» What to produce: Repeat each entry below without omitting a single word.

» Saved data entries:
+++++
//! Alopex Journal - append-only columnar time series storage
//!
//! This crate provides a single-writer, multi-reader journal stored as
//! memory-mapped column files in date-named partition directories.
//!
//! # Components
//!
//! - [`TxLog`]: the `_tx` log with its checksum-guarded current-record pointer
//! - [`FileTxSupport`]: all-or-nothing propagation of append offsets into file headers
//! - [`PartitionManager`]: partition routing, discovery and whole-transaction commit
//! - [`TxContext`]: immutable per-partition snapshot consumed by readers
//! - [`JournalWriter`] / [`JournalReader`]: the handles applications use
//!
//! # Example
//!
//! ```rust,ignore
//! use alopex_journal::{JournalConfig, JournalMetadata, JournalWriter, PartitionType, Value};
//!
//! let metadata = JournalMetadata::builder("ts").symbol("sym").double("bid").build()?;
//! let config = JournalConfig::default().with_partition_type(PartitionType::Day);
//! let writer = JournalWriter::open(path, metadata, config)?;
//!
//! let mut tx = writer.begin()?;
//! tx.append(&[Value::Timestamp(now_ns), Value::Symbol("AAPL".into()), Value::Double(187.3)])?;
//! tx.commit()?;
//! ```

#![deny(missing_docs)]

pub mod commit;
pub mod config;
pub mod error;
pub mod journal;
pub mod partition;
pub mod row_id;
pub mod schema;
pub mod storage;
pub mod symbol;
pub mod tx;
pub mod txlog;

/// Timestamp in nanoseconds since the Unix epoch.
pub type Timestamp = i64;

pub use commit::{FileKind, FileSet, FileTxSupport};
pub use config::{JournalConfig, SyncMode};
pub use error::{JournalError, Result};
pub use journal::{JournalReader, JournalWriter, WriteTx};
pub use partition::{
    AccessMode, Partition, PartitionInterval, PartitionLockTable, PartitionManager,
    PartitionState, PartitionType, ReadGuard, WriteGuard,
};
pub use row_id::RowId;
pub use schema::{ColumnKind, ColumnMeta, JournalMetadata, Value};
pub use storage::{ColumnStorage, MappedFile, MappedStorageProvider, StorageProvider};
pub use symbol::SymbolStore;
pub use tx::{
    PartitionTxData, ReadCache, ReadTransactionContext, SymbolTxData, TransactionContext,
    TxContext,
};
pub use txlog::{TxCommand, TxLog, TxRec};
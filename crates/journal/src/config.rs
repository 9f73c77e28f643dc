//! Journal configuration.

use crate::partition::naming::PartitionType;
use crate::storage::mapped::DEFAULT_GROW_SIZE;
use std::time::Duration;

/// Default bound on partition lock acquisition.
pub const DEFAULT_LOCK_TIMEOUT: Duration = Duration::from_secs(5);

/// Default number of partitions kept mapped by a reader.
pub const DEFAULT_MAX_OPEN_PARTITIONS: usize = 8;

/// Durability of writes to memory-mapped files.
#[derive(Debug, Clone, Copy, PartialEq, Eq, Default)]
pub enum SyncMode {
    /// Synchronously flush dirty pages at every commit (default).
    #[default]
    Flush,
    /// Schedule the flush without waiting for it.
    Async,
    /// Leave it to the OS (fastest, for testing only).
    None,
}

/// Configuration shared by writer and reader handles.
#[derive(Debug, Clone)]
pub struct JournalConfig {
    /// Partitioning granularity used when the journal is first created.
    ///
    /// An existing journal keeps the granularity recorded on disk.
    pub partition_type: PartitionType,

    /// Flush behaviour for column files and the transaction log.
    pub sync_mode: SyncMode,

    /// How long a partition lock request may wait before failing.
    pub lock_timeout: Duration,

    /// Partitions a reader keeps mapped before [`crate::JournalReader::evict_idle`]
    /// starts closing the least recently used ones.
    pub max_open_partitions: usize,

    /// Granularity by which mapped files grow.
    pub grow_size: u64,
}

impl Default for JournalConfig {
    fn default() -> Self {
        Self {
            partition_type: PartitionType::default(),
            sync_mode: SyncMode::default(),
            lock_timeout: DEFAULT_LOCK_TIMEOUT,
            max_open_partitions: DEFAULT_MAX_OPEN_PARTITIONS,
            grow_size: DEFAULT_GROW_SIZE,
        }
    }
}

impl JournalConfig {
    /// Sets the partitioning granularity.
    pub fn with_partition_type(mut self, partition_type: PartitionType) -> Self {
        self.partition_type = partition_type;
        self
    }

    /// Sets the sync mode.
    pub fn with_sync_mode(mut self, sync_mode: SyncMode) -> Self {
        self.sync_mode = sync_mode;
        self
    }

    /// Sets the partition lock timeout.
    pub fn with_lock_timeout(mut self, timeout: Duration) -> Self {
        self.lock_timeout = timeout;
        self
    }

    /// Sets the number of partitions kept mapped by readers.
    pub fn with_max_open_partitions(mut self, max: usize) -> Self {
        self.max_open_partitions = max;
        self
    }

    /// Sets the growth granularity of mapped files.
    pub fn with_grow_size(mut self, grow_size: u64) -> Self {
        self.grow_size = grow_size;
        self
    }
}

#[cfg(test)]
mod tests {
    use super::*;

    #[test]
    fn test_journal_config_default() {
        let config = JournalConfig::default();
        assert_eq!(config.partition_type, PartitionType::None);
        assert_eq!(config.sync_mode, SyncMode::Flush);
        assert_eq!(config.lock_timeout, Duration::from_secs(5));
        assert_eq!(config.max_open_partitions, 8);
        assert_eq!(config.grow_size, 1024 * 1024);
    }

    #[test]
    fn test_journal_config_builder() {
        let config = JournalConfig::default()
            .with_partition_type(PartitionType::Day)
            .with_sync_mode(SyncMode::None)
            .with_lock_timeout(Duration::from_millis(50))
            .with_max_open_partitions(2)
            .with_grow_size(4096);

        assert_eq!(config.partition_type, PartitionType::Day);
        assert_eq!(config.sync_mode, SyncMode::None);
        assert_eq!(config.lock_timeout, Duration::from_millis(50));
        assert_eq!(config.max_open_partitions, 2);
        assert_eq!(config.grow_size, 4096);
    }
}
+++++
» Answer section:
//! Alopex Journal - append-only columnar time series storage
//!
//! This crate provides a single-writer, multi-reader journal stored as
//! memory-mapped column files in date-named partition directories.
//!
//! # Components
//!
//! - [`TxLog`]: the `_tx` log with its checksum-guarded current-record pointer
//! - [`FileTxSupport`]: all-or-nothing propagation of append offsets into file headers
//! - [`PartitionManager`]: partition routing, discovery and whole-transaction commit
//! - [`TxContext`]: immutable per-partition snapshot consumed by readers
//! - [`JournalWriter`] / [`JournalReader`]: the handles applications use
//!
//! # Example
//!
//! ```rust,ignore
//! use alopex_journal::{JournalConfig, JournalMetadata, JournalWriter, PartitionType, Value};
//!
//! let metadata = JournalMetadata::builder("ts").symbol("sym").double("bid").build()?;
//! let config = JournalConfig::default().with_partition_type(PartitionType::Day);
//! let writer = JournalWriter::open(path, metadata, config)?;
//!
//! let mut tx = writer.begin()?;
//! tx.append(&[Value::Timestamp(now_ns), Value::Symbol("AAPL".into()), Value::Double(187.3)])?;
//! tx.commit()?;
//! ```

#![deny(missing_docs)]

pub mod commit;
pub mod config;
pub mod error;
pub mod journal;
pub mod partition;
pub mod row_id;
pub mod schema;
pub mod storage;
pub mod symbol;
pub mod tx;
pub mod txlog;

/// Timestamp in nanoseconds since the Unix epoch.
pub type Timestamp = i64;

pub use commit::{FileKind, FileSet, FileTxSupport};
pub use config::{JournalConfig, SyncMode};
pub use error::{JournalError, Result};
pub use journal::{JournalReader, JournalWriter, WriteTx};
pub use partition::{
    AccessMode, Partition, PartitionInterval, PartitionLockTable, PartitionManager,
    PartitionState, PartitionType, ReadGuard, WriteGuard,
};
pub use row_id::RowId;
pub use schema::{ColumnKind, ColumnMeta, JournalMetadata, Value};
pub use storage::{ColumnStorage, MappedFile, MappedStorageProvider, StorageProvider};
pub use symbol::SymbolStore;
pub use tx::{
    PartitionTxData, ReadCache, ReadTransactionContext, SymbolTxData, TransactionContext,
    TxContext,
};
pub use txlog::{TxCommand, TxLog, TxRec};
filename crates/journal/src/config.rs
repository 9f73c77e28f643dc
//! Journal configuration.

use crate::partition::naming::PartitionType;
use crate::storage::mapped::DEFAULT_GROW_SIZE;
use std::time::Duration;

/// Default bound on partition lock acquisition.
pub const DEFAULT_LOCK_TIMEOUT: Duration = Duration::from_secs(5);

/// Default number of partitions kept mapped by a reader.
pub const DEFAULT_MAX_OPEN_PARTITIONS: usize = 8;

/// Durability of writes to memory-mapped files.
#[derive(Debug, Clone, Copy, PartialEq, Eq, Default)]
pub enum SyncMode {
    /// Synchronously flush dirty pages at every commit (default).
    #[default]
    Flush,
    /// Schedule the flush without waiting for it.
    Async,
    /// Leave it to the OS (fastest, for testing only).
    None,
}

/// Configuration shared by writer and reader handles.
#[derive(Debug, Clone)]
pub struct JournalConfig {
    /// Partitioning granularity used when the journal is first created.
    ///
    /// An existing journal keeps the granularity recorded on disk.
    pub partition_type: PartitionType,

    /// Flush behaviour for column files and the transaction log.
    pub sync_mode: SyncMode,

    /// How long a partition lock request may wait before failing.
    pub lock_timeout: Duration,

    /// Partitions a reader keeps mapped before [`crate::JournalReader::evict_idle`]
    /// starts closing the least recently used ones.
    pub max_open_partitions: usize,

    /// Granularity by which mapped files grow.
    pub grow_size: u64,
}

impl Default for JournalConfig {
    fn default() -> Self {
        Self {
            partition_type: PartitionType::default(),
            sync_mode: SyncMode::default(),
            lock_timeout: DEFAULT_LOCK_TIMEOUT,
            max_open_partitions: DEFAULT_MAX_OPEN_PARTITIONS,
            grow_size: DEFAULT_GROW_SIZE,
        }
    }
}

impl JournalConfig {
    /// Sets the partitioning granularity.
    pub fn with_partition_type(mut self, partition_type: PartitionType) -> Self {
        self.partition_type = partition_type;
        self
    }

    /// Sets the sync mode.
    pub fn with_sync_mode(mut self, sync_mode: SyncMode) -> Self {
        self.sync_mode = sync_mode;
        self
    }

    /// Sets the partition lock timeout.
    pub fn with_lock_timeout(mut self, timeout: Duration) -> Self {
        self.lock_timeout = timeout;
        self
    }

    /// Sets the number of partitions kept mapped by readers.
    pub fn with_max_open_partitions(mut self, max: usize) -> Self {
        self.max_open_partitions = max;
        self
    }

    /// Sets the growth granularity of mapped files.
    pub fn with_grow_size(mut self, grow_size: u64) -> Self {
        self.grow_size = grow_size;
        self
    }
}

#[cfg(test)]
mod tests {
    use super::*;

    #[test]
    fn test_journal_config_default() {
        let config = JournalConfig::default();
        assert_eq!(config.partition_type, PartitionType::None);
        assert_eq!(config.sync_mode, SyncMode::Flush);
        assert_eq!(config.lock_timeout, Duration::from_secs(5));
        assert_eq!(config.max_open_partitions, 8);
        assert_eq!(config.grow_size, 1024 * 1024);
    }

    #[test]
    fn test_journal_config_builder() {
        let config = JournalConfig::default()
            .with_partition_type(PartitionType::Day)
            .with_sync_mode(SyncMode::None)
            .with_lock_timeout(Duration::from_millis(50))
            .with_max_open_partitions(2)
            .with_grow_size(4096);

        assert_eq!(config.partition_type, PartitionType::Day);
        assert_eq!(config.sync_mode, SyncMode::None);
        assert_eq!(config.lock_timeout, Duration::from_millis(50));
        assert_eq!(config.max_open_partitions, 2);
        assert_eq!(config.grow_size, 4096);
    }
}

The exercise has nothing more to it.